Don't want a post-doc! Want a Porsche!
May 11, 2011 7:39 AM Subscribe
Selling out successfully
Few months away from finishing PhD, & no interest in staying in science. Can I use my fancy credentials to try and get a high-paying big-city job? Help me chart a course.
What I don't have: any knowledge of economics beyond the intro freshman econ sequence, or what can be gleaned from occasionally reading The Economist.
Any private-sector or non-science experience, or any really connections to call upon. I also don't have an advisor who I can discuss this with (he's not the sort who would undercut me post-graduation, but I'm not comfortable 'coming out' at this point).
What I will have: degrees in Physics & Computational/Theoretical Biology from top-tier (Ivy) schools. A way with words, the willingness to learn and adapt, the confidence to look respectable in a suit, and half a year (part time of course) to prepare. And maybe something of an overoptimistic sense of entitlement.
Where should I be looking? What should I be reading? What web sites / forums / blogs might be helpful? What else should I be doing to prepare? Which directions can I realistically pursue?
Throwaway email: bio.to.banking@gmail.com
posted by anonymous to work & money (8 answers total) 17 users marked this as a favorite
What kind of "high-paying big-city job" are you talking about here? With a Ph.D. in a technical discipline, you're a shoo-in for a Category A patent agent. Non-attorney patent agents can easily make $50,000-60,000, right off the bat. Add a law degree to that--and becoming a patent attorney is one of the only reasons you should even think of going to law school right now--and you're starting at $80,000 and going up from there. You're looking at another few years of school on the law school side, but being a patent attorney is one of the few things you can do to convince people to pay for your education. I'm assuming that your institution has a law school. If it does, contact their career services office and see if they can put you in touch with some IP firms and strike up a conversation that way.

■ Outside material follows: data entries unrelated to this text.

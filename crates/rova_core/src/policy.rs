//! Delete-extras policy.
//!
//! Decides which local files missing from the remote manifest may be
//! removed. The decision table keys off the configured policy and an
//! optional extension allowlist; extension-scoped policies with an empty
//! allowlist were already degraded to `never` at construction.

use crate::config::DeletePolicy;
use crate::fsutil;
use crate::manifest::Manifest;
use std::collections::BTreeSet;

/// Candidate filter for one apply.
pub struct DeleteExtrasPolicy<'a> {
    policy: DeletePolicy,
    allowlist: &'a [String],
    manifest_extensions: BTreeSet<String>,
}

impl<'a> DeleteExtrasPolicy<'a> {
    pub fn new(policy: DeletePolicy, allowlist: &'a [String], remote: &Manifest) -> Self {
        let manifest_extensions = remote
            .files
            .keys()
            .map(|p| fsutil::path_extension(p))
            .filter(|e| !e.is_empty())
            .collect();
        Self {
            policy,
            allowlist,
            manifest_extensions,
        }
    }

    pub fn policy(&self) -> DeletePolicy {
        self.policy
    }

    /// Whether an extraneous file at `rel_path` should be deleted.
    pub fn should_delete(&self, rel_path: &str) -> bool {
        let ext = fsutil::path_extension(rel_path);
        match self.policy {
            DeletePolicy::Never => false,
            DeletePolicy::All => true,
            DeletePolicy::CustomExtensions => {
                !ext.is_empty() && self.allowlist.contains(&ext)
            }
            DeletePolicy::ManifestExtensions => {
                !ext.is_empty()
                    && self.allowlist.contains(&ext)
                    && self.manifest_extensions.contains(&ext)
            }
        }
    }
}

But it's going to be difficult to get you into a finance firm without, you know, some kind of finance degree, unless you're looking to do quantitative investing. Hedge funds and other private equity outfits do hire people with physics backgrounds to do investment-related stuff, but the discipline took something of a black eye in the past few years, and deservedly so. I don't know how much of that kind of hiring is going on anymore.